# ISO help thawing, refrigerating, cooking, and reheating duck



## danpeikes (Jan 18, 2009)

I just picked up 2 frozen ducks.  I have never worked with duck before.  I am planning on serving it friday evening.  I will probably need to pre-cook it and reheat it.  When and how should I thaw it?  How should I cook it? How should I reheat it?  Also one is about 3.5lbs and the other about 4.5lbs.  How many adults do you think that will server at a meal with an app., another protien 2 starches and a hot an cold veg?


----------



## BreezyCooking (Jan 18, 2009)

Put your frozen ducks in the fridge - on plates in case they "leak" while defrosting.  Depending on how cold your fridge is (I keep mine in the 30's), they should be completely thawed by Wed./Thurs.  Even if they thaw out a little earlier, they'll still be fine & fresh for cooking Friday.

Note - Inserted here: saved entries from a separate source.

//! QC form records as reported by the backend.
//!
//! The backend owns the status state machine. The console only renders the
//! reported status and offers the review actions valid for a submitted
//! record.

use std::collections::BTreeMap;
use std::fmt::{Display, Formatter};

use chrono::NaiveDateTime;
use serde::{Deserialize, Serialize};

use crate::domain::types::{
    FieldId, MachineId, ProductId, RecordId, TaskId, TemplateId, TypeConstraintError, UserId,
};

#[derive(Clone, Copy, Debug, Serialize, Deserialize, PartialEq, Eq, Hash, PartialOrd, Ord)]
#[serde(rename_all = "SCREAMING_SNAKE_CASE")]
pub enum RecordStatus {
    Draft,
    InProgress,
    Submitted,
    Approved,
    Rejected,
}

/// One step of the status stepper shown on the record page.
#[derive(Clone, Debug, Serialize, PartialEq, Eq)]
pub struct StepperStep {
    pub status: RecordStatus,
    pub completed: bool,
    pub current: bool,
}

impl RecordStatus {
    pub const ALL: [RecordStatus; 5] = [
        RecordStatus::Draft,
        RecordStatus::InProgress,
        RecordStatus::Submitted,
        RecordStatus::Approved,
        RecordStatus::Rejected,
    ];

    pub fn as_str(self) -> &'static str {
        match self {
            RecordStatus::Draft => "DRAFT",
            RecordStatus::InProgress => "IN_PROGRESS",
            RecordStatus::Submitted => "SUBMITTED",
            RecordStatus::Approved => "APPROVED",
            RecordStatus::Rejected => "REJECTED",
        }
    }

    pub fn parse(value: &str) -> Result<Self, TypeConstraintError> {
        Self::ALL
            .into_iter()
            .find(|status| status.as_str().eq_ignore_ascii_case(value.trim()))
            .ok_or_else(|| TypeConstraintError::InvalidValue(format!("record status `{value}`")))
    }

    /// Approved and rejected records accept no further transitions.
    pub fn is_terminal(self) -> bool {
        matches!(self, RecordStatus::Approved | RecordStatus::Rejected)
    }

    /// Only submitted records can be approved or rejected.
    pub fn is_reviewable(self) -> bool {
        self == RecordStatus::Submitted
    }

    fn rank(self) -> u8 {
        match self {
            RecordStatus::Draft => 0,
            RecordStatus::InProgress => 1,
            RecordStatus::Submitted => 2,
            RecordStatus::Approved | RecordStatus::Rejected => 3,
        }
    }

    /// Draft → In progress → Submitted → Approved | Rejected.
    ///
    /// The last step shows whichever terminal state was reached, defaulting to
    /// `Approved` while the record is still open.
    pub fn stepper(self) -> Vec<StepperStep> {
        let last = if self == RecordStatus::Rejected {
            RecordStatus::Rejected
        } else {
            RecordStatus::Approved
        };
        [
            RecordStatus::Draft,
            RecordStatus::InProgress,
            RecordStatus::Submitted,
            last,
        ]
        .into_iter()
        .map(|step| StepperStep {
            status: step,
            completed: step.rank() < self.rank() || (step == self && self.is_terminal()),
            current: step == self,
        })
        .collect()
    }
}

impl Display for RecordStatus {
    fn fmt(&self, f: &mut Formatter<'_>) -> std::fmt::Result {
        f.write_str(self.as_str())
    }
}

#[derive(Clone, Copy, Debug, Serialize, Deserialize, PartialEq, Eq, Hash)]
#[serde(rename_all = "SCREAMING_SNAKE_CASE")]
pub enum OverallResult {
    Pass,
    Fail,
    Warning,
    Na,
    Partial,
}

impl OverallResult {
    pub fn as_str(self) -> &'static str {
        match self {
            OverallResult::Pass => "PASS",
            OverallResult::Fail => "FAIL",
            OverallResult::Warning => "WARNING",
            OverallResult::Na => "NA",
            OverallResult::Partial => "PARTIAL",
        }
    }
}

/// Result picked by a reviewer when approving or rejecting.
#[derive(Clone, Copy, Debug, Default, Serialize, Deserialize, PartialEq, Eq)]
#[serde(rename_all = "SCREAMING_SNAKE_CASE")]
pub enum ManualResult {
    #[default]
    Pass,
    Fail,
    Partial,
}

impl ManualResult {
    pub const ALL: [ManualResult; 3] = [ManualResult::Pass, ManualResult::Fail, ManualResult::Partial];

    pub fn as_str(self) -> &'static str {
        match self {
            ManualResult::Pass => "PASS",
            ManualResult::Fail => "FAIL",
            ManualResult::Partial => "PARTIAL",
        }
    }
}

impl Display for ManualResult {
    fn fmt(&self, f: &mut Formatter<'_>) -> std::fmt::Result {
        f.write_str(self.as_str())
    }
}

#[derive(Clone, Debug, Serialize, Deserialize, PartialEq)]
#[serde(rename_all = "camelCase")]
pub struct QcFormValue {
    #[serde(default)]
    pub id: Option<i64>,
    pub field_id: FieldId,
    #[serde(default)]
    pub field_key: Option<String>,
    #[serde(default)]
    pub field_label: Option<String>,
    #[serde(default)]
    pub input_type: Option<String>,
    #[serde(default)]
    pub repeat_index: Option<u32>,
    #[serde(default)]
    pub group_key: Option<String>,
    #[serde(default)]
    pub value_text: Option<String>,
    #[serde(default)]
    pub value_number: Option<f64>,
    #[serde(default)]
    pub value_boolean: Option<bool>,
    #[serde(default)]
    pub result: Option<String>,
}

impl QcFormValue {
    /// Human-readable value: booleans as OK/NOK, numbers without trailing zeros.
    pub fn display_value(&self) -> String {
        if let Some(flag) = self.value_boolean {
            return if flag { "OK" } else { "NOK" }.to_string();
        }
        if let Some(number) = self.value_number {
            return number.to_string();
        }
        self.value_text
            .as_deref()
            .filter(|text| !text.is_empty())
            .unwrap_or("-")
            .to_string()
    }

    /// Field label, suffixed with the sample number for repeated values.
    pub fn display_label(&self, sample_word: &str) -> String {
        let label = self
            .field_label
            .as_deref()
            .or(self.field_key.as_deref())
            .unwrap_or("-");
        match self.repeat_index {
            Some(index) => format!("{label} ({sample_word} {index})"),
            None => label.to_string(),
        }
    }
}

#[derive(Clone, Debug, Serialize, Deserialize, PartialEq)]
#[serde(rename_all = "camelCase")]
pub struct QcFormRecord {
    pub id: RecordId,
    pub template_id: TemplateId,
    #[serde(default)]
    pub template_code: Option<String>,
    #[serde(default)]
    pub template_name: Option<String>,
    #[serde(default)]
    pub machine_id: Option<MachineId>,
    #[serde(default)]
    pub machine_name: Option<String>,
    #[serde(default)]
    pub product_instance_id: Option<i64>,
    #[serde(default, alias = "productInstanceSerial")]
    pub product_instance_serial_number: Option<String>,
    #[serde(default)]
    pub header_data: BTreeMap<String, serde_json::Value>,
    pub status: RecordStatus,
    #[serde(default)]
    pub overall_result: Option<OverallResult>,
    #[serde(default)]
    pub filled_by_id: Option<UserId>,
    #[serde(default)]
    pub filled_by_name: Option<String>,
    #[serde(default)]
    pub started_at: Option<NaiveDateTime>,
    #[serde(default)]
    pub submitted_at: Option<NaiveDateTime>,
    #[serde(default)]
    pub approved_by_id: Option<UserId>,
    #[serde(default)]
    pub approved_by_name: Option<String>,
    #[serde(default)]
    pub approved_at: Option<NaiveDateTime>,
    #[serde(default)]
    pub rejection_reason: Option<String>,
    #[serde(default)]
    pub notes: Option<String>,
    #[serde(default)]
    pub values: Vec<QcFormValue>,
    #[serde(default)]
    pub created_at: Option<NaiveDateTime>,
}

impl QcFormRecord {
    /// Machine name, else product serial, else `-`.
    pub fn subject(&self) -> &str {
        self.machine_name
            .as_deref()
            .filter(|name| !name.is_empty())
            .or(self
                .product_instance_serial_number
                .as_deref()
                .filter(|serial| !serial.is_empty()))
            .unwrap_or("-")
    }

    pub fn template_label(&self) -> &str {
        self.template_name.as_deref().unwrap_or("-")
    }

    pub fn code(&self) -> &str {
        self.template_code.as_deref().unwrap_or("-")
    }

    /// Timestamp shown in lists: submission, else creation.
    pub fn display_date(&self) -> Option<NaiveDateTime> {
        self.submitted_at.or(self.created_at)
    }

    pub fn matches(&self, needle: &str) -> bool {
        let needle = needle.trim().to_lowercase();
        if needle.is_empty() {
            return true;
        }
        [
            self.template_name.as_deref(),
            self.template_code.as_deref(),
            self.product_instance_serial_number.as_deref(),
            self.machine_name.as_deref(),
        ]
        .into_iter()
        .flatten()
        .any(|haystack| haystack.to_lowercase().contains(&needle))
    }
}

/// Keeps only records awaiting review.
pub fn filter_pending(records: Vec<QcFormRecord>) -> Vec<QcFormRecord> {
    records
        .into_iter()
        .filter(|record| record.status.is_reviewable())
        .collect()
}

/// Case-insensitive search over template name/code, serial and machine.
pub fn search_records(records: Vec<QcFormRecord>, term: Option<&str>) -> Vec<QcFormRecord> {
    match term.map(str::trim).filter(|term| !term.is_empty()) {
        Some(term) => records
            .into_iter()
            .filter(|record| record.matches(term))
            .collect(),
        None => records,
    }
}

#[derive(Clone, Debug, Serialize, PartialEq)]
#[serde(rename_all = "camelCase")]
pub struct QcFormValueRequest {
    pub field_id: FieldId,
    #[serde(skip_serializing_if = "Option::is_none")]
    pub repeat_index: Option<u32>,
    #[serde(skip_serializing_if = "Option::is_none")]
    pub group_key: Option<String>,
    #[serde(skip_serializing_if = "Option::is_none")]
    pub value_text: Option<String>,
    #[serde(skip_serializing_if = "Option::is_none")]
    pub value_number: Option<f64>,
    #[serde(skip_serializing_if = "Option::is_none")]
    pub value_boolean: Option<bool>,
}

/// Header block sent with a new record.
#[derive(Clone, Debug, Serialize, PartialEq)]
#[serde(rename_all = "camelCase")]
pub struct RecordHeader {
    pub submitted_at: NaiveDateTime,
    pub total_fields: usize,
    pub filled_fields: usize,
}

/// Payload accepted by `POST /qc-records`.
#[derive(Clone, Debug, Serialize, PartialEq)]
#[serde(rename_all = "camelCase")]
pub struct QcFormRecordRequest {
    pub template_id: TemplateId,
    #[serde(skip_serializing_if = "Option::is_none")]
    pub machine_id: Option<MachineId>,
    #[serde(skip_serializing_if = "Option::is_none")]
    pub product_id: Option<ProductId>,
    #[serde(skip_serializing_if = "Option::is_none")]
    pub task_assignment_id: Option<TaskId>,
    pub header_data: RecordHeader,
    #[serde(skip_serializing_if = "Option::is_none")]
    pub notes: Option<String>,
    pub values: Vec<QcFormValueRequest>,
}
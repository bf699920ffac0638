//! Read-only aggregates: tasks, dashboard and the system error log.

use crate::domain::dashboard::DashboardData;
use crate::domain::system_log::SystemErrorLog;
use crate::domain::task::TaskAssignment;
use crate::domain::types::UserId;
use crate::repository::errors::RepositoryResult;
use crate::repository::{BackendRepository, DashboardReader, SystemLogReader, TaskReader};

impl TaskReader for BackendRepository {
    async fn list_active_tasks(&self, user_id: UserId) -> RepositoryResult<Vec<TaskAssignment>> {
        self.get(&format!("/task-assignments/active/{user_id}")).await
    }
}

impl DashboardReader for BackendRepository {
    async fn dashboard_data(&self) -> RepositoryResult<DashboardData> {
        self.get("/dashboard/data").await
    }
}

impl SystemLogReader for BackendRepository {
    async fn list_system_logs(&self) -> RepositoryResult<Vec<SystemErrorLog>> {
        self.get("/system/logs").await
    }
}
//! Stream id allocation and the stream handle callers use to submit
//! requests within a single ordered, optionally transactional, execution
//! context.

use std::sync::atomic::{AtomicU64, Ordering};
use std::sync::Weak;

use crate::connection::{submit, Shared};
use crate::error::Error;
use crate::request::Request;

/// Allocates stream ids, local to one connection generation. Stream ids are
/// non-zero; zero is reserved to mean "no stream" on the wire.
pub struct StreamIdAllocator {
    next: AtomicU64,
}

impl StreamIdAllocator {
    pub fn new() -> StreamIdAllocator {
        StreamIdAllocator {
            next: AtomicU64::new(1),
        }
    }

    pub fn alloc(&self) -> u64 {
        self.next.fetch_add(1, Ordering::Relaxed)
    }
}

impl Default for StreamIdAllocator {
    fn default() -> Self {
        Self::new()
    }
}

/// A handle to a server-side ordered execution context. Holds a
/// non-owning back-reference to the connection: once the connection is
/// dropped or closed, every operation on the handle fails with
/// `ConnectionClosed` instead of keeping the connection alive artificially.
#[derive(Clone)]
pub struct StreamHandle {
    id: u64,
    conn: Weak<Shared>,
}

impl StreamHandle {
    pub(crate) fn new(id: u64, conn: Weak<Shared>) -> StreamHandle {
        StreamHandle { id, conn }
    }

    pub fn id(&self) -> u64 {
        self.id
    }

    /// Submit a request bound to this stream. The server executes
    /// stream-bound requests in submission order, within the transaction
    /// opened by a prior `BEGIN`, if any.
    pub async fn submit<R: Request>(&self, request: R) -> Result<R::Response, Error> {
        let shared = self
            .conn
            .upgrade()
            .ok_or(Error::ConnectionClosed { retryable: false })?;
        submit(&shared, request, Some(self.id)).await
    }
}
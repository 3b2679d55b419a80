//! The byte-stream abstraction the dialer produces and the writer/reader
//! loops consume. Boxed so `Connection` doesn't need to be generic over
//! every transport kind it might be asked to dial.

use tokio::io::{AsyncRead, AsyncWrite};

pub trait Transport: AsyncRead + AsyncWrite + Unpin + Send {}

impl<T: AsyncRead + AsyncWrite + Unpin + Send> Transport for T {}

pub type BoxedTransport = Box<dyn Transport>;
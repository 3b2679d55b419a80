//! The error hierarchy shared by every component in the connection engine.

use std::fmt;

use crate::frame::Opcode;

/// Top-level error returned to callers of the connection engine.
#[derive(Debug, thiserror::Error)]
pub enum Error {
    #[error("transport error: {0}")]
    Transport(#[from] TransportError),

    #[error("protocol error: {0}")]
    Protocol(#[from] ProtocolError),

    #[error("authentication failed: {0}")]
    Auth(#[from] AuthError),

    #[error("unsupported: {0}")]
    Unsupported(#[from] UnsupportedError),

    #[error("server error (code {code}): {message}")]
    Server {
        code: u32,
        message: String,
        extra: Option<rmpv::Value>,
        stack: Vec<ServerErrorFrame>,
    },

    #[error("schema error: {0}")]
    Schema(#[from] SchemaError),

    #[error("request timed out")]
    Timeout,

    #[error("request was cancelled")]
    Cancelled,

    #[error("connection closed (retryable = {retryable})")]
    ConnectionClosed { retryable: bool },
}

impl Error {
    /// True if a caller may reasonably resubmit the same logical request.
    pub fn is_retryable(&self) -> bool {
        matches!(
            self,
            Error::ConnectionClosed { retryable: true } | Error::Transport(_)
        )
    }
}

/// One frame of a server-reported chained error stack.
#[derive(Debug, Clone)]
pub struct ServerErrorFrame {
    pub code: u32,
    pub message: String,
}

#[derive(Debug, thiserror::Error)]
pub enum TransportError {
    #[error("failed to connect to {endpoint}: {source}")]
    Connect {
        endpoint: String,
        #[source]
        source: std::io::Error,
    },

    #[error("io error: {0}")]
    Io(#[from] std::io::Error),

    #[error("frame truncated: expected {expected} bytes, got {actual}")]
    Truncated { expected: usize, actual: usize },

    #[error("transport closed")]
    Closed,
}

#[derive(Debug, thiserror::Error)]
pub enum ProtocolError {
    #[error("malformed frame: {0}")]
    Malformed(String),

    #[error("failed to decode response body: {0}")]
    Decode(String),

    #[error("unsolicited response for sync {sync}")]
    UnsolicitedResponse { sync: u32 },

    #[error("unexpected opcode {0:?} from peer")]
    UnexpectedOpcode(Opcode),

    #[error("greeting banner malformed")]
    BadGreeting,

    #[error("schema resolution failed: {0}")]
    Schema(#[from] SchemaError),
}

#[derive(Debug, thiserror::Error)]
pub enum AuthError {
    #[error("server rejected credentials: {0}")]
    Rejected(String),

    #[error("unsupported authentication method {0:?}")]
    UnsupportedMethod(String),
}

#[derive(Debug, thiserror::Error)]
pub enum UnsupportedError {
    #[error("peer is missing required feature {0}")]
    MissingFeature(u32),

    #[error("peer does not support name-based space/index references")]
    NameResolutionUnsupported,
}

#[derive(Debug, thiserror::Error)]
pub enum SchemaError {
    #[error("space/index name resolution is not supported by this server")]
    NameUnsupported,

    #[error("no such space: {0}")]
    UnknownSpace(String),

    #[error("no such index: {0}")]
    UnknownIndex(String),

    #[error("schema stayed stale after {attempts} refresh attempts")]
    StillStale { attempts: u32 },
}

pub type Result<T> = std::result::Result<T, Error>;

impl fmt::Display for ServerErrorFrame {
    fn fmt(&self, f: &mut fmt::Formatter<'_>) -> fmt::Result {
        write!(f, "[{}] {}", self.code, self.message)
    }
}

As far as cooking it - have you looked at any recipes or have any in mind?  If not, I suggest simply roasting them.  Unfortunately, precooking & reheating duck is something I can't help you with as far as guests are concerned.  While I frequently roast duck & reheat the leftovers in the microwave, I already know that I'll be losing some of the signature crispness of the skin, but I personally don't mind that.  Guests might.  Also, reheating in the oven (again, for guests) can result in meat that's too dry.  But perhaps some restaurant chefs on here can help you with that problem.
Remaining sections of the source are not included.